:: Information given ::

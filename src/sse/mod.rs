//! Server-Sent Events publisher
//!
//! `GET /sse/random_numbers` pushes one `random` event per tick, ids
//! counting up from zero, until the consumer disconnects.

pub mod handler;
pub mod publisher;

pub use handler::random_numbers;
pub use publisher::{RANDOM_EVENT_TYPE, RandomEvent, random_events};
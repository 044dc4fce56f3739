use crate::ReactError;
use axum::response::{IntoResponse, Response};
use http::StatusCode;

impl IntoResponse for ReactError {
    fn into_response(self) -> Response {
        let status = match self {
            ReactError::SessionLimit { .. } => StatusCode::SERVICE_UNAVAILABLE,
            ReactError::Timeout(_) => StatusCode::GATEWAY_TIMEOUT,
            ReactError::Config(_) => StatusCode::BAD_REQUEST,
            ref other => {
                tracing::error!(error = %other, "Request failed");
                StatusCode::INTERNAL_SERVER_ERROR
            }
        };

        (status, self.to_string()).into_response()
    }
}
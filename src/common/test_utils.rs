use crate::common::{ReactiveServer, ServerConfig};
use crate::server::Server;
use crate::{ReactError, Result};
use std::net::SocketAddr;
use tokio::net::TcpListener;
use tokio::task::JoinHandle;

/// Spawns a server on an ephemeral loopback port for integration tests
///
/// The `bind_addr` of `config` is ignored. The listener is bound before the
/// server task starts, so clients may connect as soon as this returns.
pub async fn spawn_test_server(
    config: ServerConfig,
) -> Result<(JoinHandle<Result<()>>, SocketAddr)> {
    let listener = TcpListener::bind("127.0.0.1:0")
        .await
        .map_err(|e| ReactError::Config(format!("Failed to bind listener: {e}")))?;
    let addr = listener
        .local_addr()
        .map_err(|e| ReactError::Config(format!("Failed to get local address: {e}")))?;

    let server = Server::new(ServerConfig {
        bind_addr: addr,
        ..config
    });

    let server_handle = tokio::spawn(async move { server.serve(listener).await });

    Ok((server_handle, addr))
}

/// Base URL of a server spawned by [`spawn_test_server`]
pub fn base_url(addr: SocketAddr) -> String {
    format!("http://{addr}")
}
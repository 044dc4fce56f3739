use crate::model::User;
use axum::Json;
use tracing::info;
use uuid::Uuid;

/// Accepts a user and returns it with an identifier
///
/// A caller-supplied identifier is kept; otherwise a fresh UUID v4 is
/// assigned. Nothing is stored.
pub async fn create_user(Json(user): Json<User>) -> Json<User> {
    let user = assign_id(user);
    info!(id = user.id.as_deref().unwrap_or_default(), name = %user.name, "Created user");
    Json(user)
}

pub fn assign_id(mut user: User) -> User {
    user.id.get_or_insert_with(|| Uuid::new_v4().to_string());
    user
}
use crate::{ReactError, Result};
use std::sync::Arc;
use std::sync::atomic::{AtomicU64, AtomicUsize, Ordering};
use std::time::Instant;
use tokio::sync::{OwnedSemaphorePermit, Semaphore};

/// Tracks long-lived sessions (event streams and echo sockets)
///
/// A slot is taken before a session starts and released when its
/// [`SessionGuard`] is dropped, which happens when the peer disconnects.
#[derive(Debug)]
pub struct SessionTracker {
    active_sessions: AtomicUsize,
    total_sessions: AtomicU64,
    slots: Arc<Semaphore>,
    max_sessions: usize,
}

impl SessionTracker {
    pub fn new(max_sessions: usize) -> Self {
        Self {
            active_sessions: AtomicUsize::new(0),
            total_sessions: AtomicU64::new(0),
            slots: Arc::new(Semaphore::new(max_sessions)),
            max_sessions,
        }
    }

    /// Attempt to take a session slot without waiting
    pub fn try_acquire(self: &Arc<Self>, kind: &'static str) -> Result<SessionGuard> {
        let permit = self
            .slots
            .clone()
            .try_acquire_owned()
            .map_err(|_| ReactError::SessionLimit {
                max: self.max_sessions,
            })?;

        let active = self.active_sessions.fetch_add(1, Ordering::SeqCst) + 1;
        let total = self.total_sessions.fetch_add(1, Ordering::SeqCst) + 1;

        tracing::info!(
            kind,
            active_sessions = active,
            total_sessions = total,
            "Session opened"
        );

        Ok(SessionGuard {
            _permit: permit,
            tracker: Arc::clone(self),
            kind,
            start_time: Instant::now(),
        })
    }

    /// Get current metrics
    pub fn metrics(&self) -> SessionMetrics {
        SessionMetrics {
            active_sessions: self.active_sessions.load(Ordering::SeqCst),
            total_sessions: self.total_sessions.load(Ordering::SeqCst),
            available_slots: self.slots.available_permits(),
            max_sessions: self.max_sessions,
        }
    }
}

/// RAII guard for one open session
#[derive(Debug)]
pub struct SessionGuard {
    _permit: OwnedSemaphorePermit,
    tracker: Arc<SessionTracker>,
    kind: &'static str,
    start_time: Instant,
}

impl Drop for SessionGuard {
    fn drop(&mut self) {
        let active = self
            .tracker
            .active_sessions
            .fetch_sub(1, Ordering::SeqCst)
            - 1;
        let duration = self.start_time.elapsed();

        tracing::info!(
            kind = self.kind,
            active_sessions = active,
            session_duration_ms = duration.as_millis(),
            "Session closed"
        );
    }
}

/// Session metrics for monitoring
#[derive(Debug, Clone, PartialEq, Eq)]
pub struct SessionMetrics {
    pub active_sessions: usize,
    pub total_sessions: u64,
    pub available_slots: usize,
    pub max_sessions: usize,
}

#[cfg(test)]
mod tests {
    use super::*;

    #[test]
    fn test_session_limit() {
        let tracker = Arc::new(SessionTracker::new(2));

        let guard1 = tracker.try_acquire("echo").unwrap();
        let _guard2 = tracker.try_acquire("sse").unwrap();

        assert!(matches!(
            tracker.try_acquire("echo"),
            Err(ReactError::SessionLimit { max: 2 })
        ));

        // Dropping a guard frees its slot
        drop(guard1);
        let _guard3 = tracker.try_acquire("echo").unwrap();
    }

    #[test]
    fn test_metrics() {
        let tracker = Arc::new(SessionTracker::new(3));
        let guard = tracker.try_acquire("echo").unwrap();
        drop(tracker.try_acquire("sse").unwrap());

        assert_eq!(
            tracker.metrics(),
            SessionMetrics {
                active_sessions: 1,
                total_sessions: 2,
                available_slots: 2,
                max_sessions: 3,
            }
        );

        drop(guard);
        assert_eq!(tracker.metrics().active_sessions, 0);
        assert_eq!(tracker.metrics().available_slots, 3);
    }

    #[test]
    fn test_zero_sessions_rejects_everything() {
        let tracker = Arc::new(SessionTracker::new(0));
        assert!(tracker.try_acquire("sse").is_err());
        assert_eq!(tracker.metrics().total_sessions, 0);
    }
}
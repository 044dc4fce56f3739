use serde::{Deserialize, Serialize};
use std::fmt;

/// A user record exchanged with the `/user` endpoint
///
/// The identifier is absent when a caller builds the record and is
/// filled in by the server when it accepts one.
///
/// # Examples
///
/// ```
/// use reactsrv::model::User;
///
/// let user = User::new("Test", "test@example.org");
/// assert!(user.id.is_none());
/// assert_eq!(user.to_string(), "User(id=null, name=Test, email=test@example.org)");
/// ```
#[derive(Debug, Clone, Default, PartialEq, Eq, Serialize, Deserialize)]
pub struct User {
    #[serde(default)]
    pub id: Option<String>,
    pub name: String,
    pub email: String,
}

impl User {
    pub fn new(name: impl Into<String>, email: impl Into<String>) -> Self {
        Self {
            id: None,
            name: name.into(),
            email: email.into(),
        }
    }
}

impl fmt::Display for User {
    fn fmt(&self, f: &mut fmt::Formatter<'_>) -> fmt::Result {
        write!(
            f,
            "User(id={}, name={}, email={})",
            self.id.as_deref().unwrap_or("null"),
            self.name,
            self.email
        )
    }
}

#[cfg(test)]
mod tests {
    use super::*;

    #[test]
    fn test_serializes_missing_id_as_null() {
        let user = User::new("Test", "test@example.org");
        let json = serde_json::to_value(&user).unwrap();
        assert_eq!(
            json,
            serde_json::json!({"id": null, "name": "Test", "email": "test@example.org"})
        );
    }

    #[test]
    fn test_deserializes_without_id_field() {
        let user: User = serde_json::from_str(r#"{"name":"Test","email":"test@example.org"}"#).unwrap();
        assert_eq!(user, User::new("Test", "test@example.org"));
    }

    #[test]
    fn test_display_with_id() {
        let user = User {
            id: Some("42".to_string()),
            ..User::new("Ann", "ann@example.org")
        };
        assert_eq!(user.to_string(), "User(id=42, name=Ann, email=ann@example.org)");
    }
}
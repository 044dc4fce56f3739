use crate::Result;
use async_trait::async_trait;
use std::net::SocketAddr;
use tokio::net::TcpListener;

/// Common trait for reactive servers
///
/// Separates binding from serving so callers (and tests) can bind an
/// ephemeral port first and learn the address before the server runs.
#[async_trait]
pub trait ReactiveServer {
    /// Binds the configured address and serves until shutdown
    async fn run(&self) -> Result<()>;

    /// Serves on an already bound listener until shutdown
    async fn serve(&self, listener: TcpListener) -> Result<()>;

    /// Returns a shutdown signal sender that can be used to gracefully shutdown the server
    fn shutdown_signal(&self) -> tokio::sync::broadcast::Sender<()>;

    /// Address the server is configured to bind to
    fn bind_addr(&self) -> SocketAddr;
}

:: Exercise ::
Find each line in the data above with the word "model", then copy it.

:: Answer for this exercise ::
use crate::model::User;
/// use reactsrv::model::User;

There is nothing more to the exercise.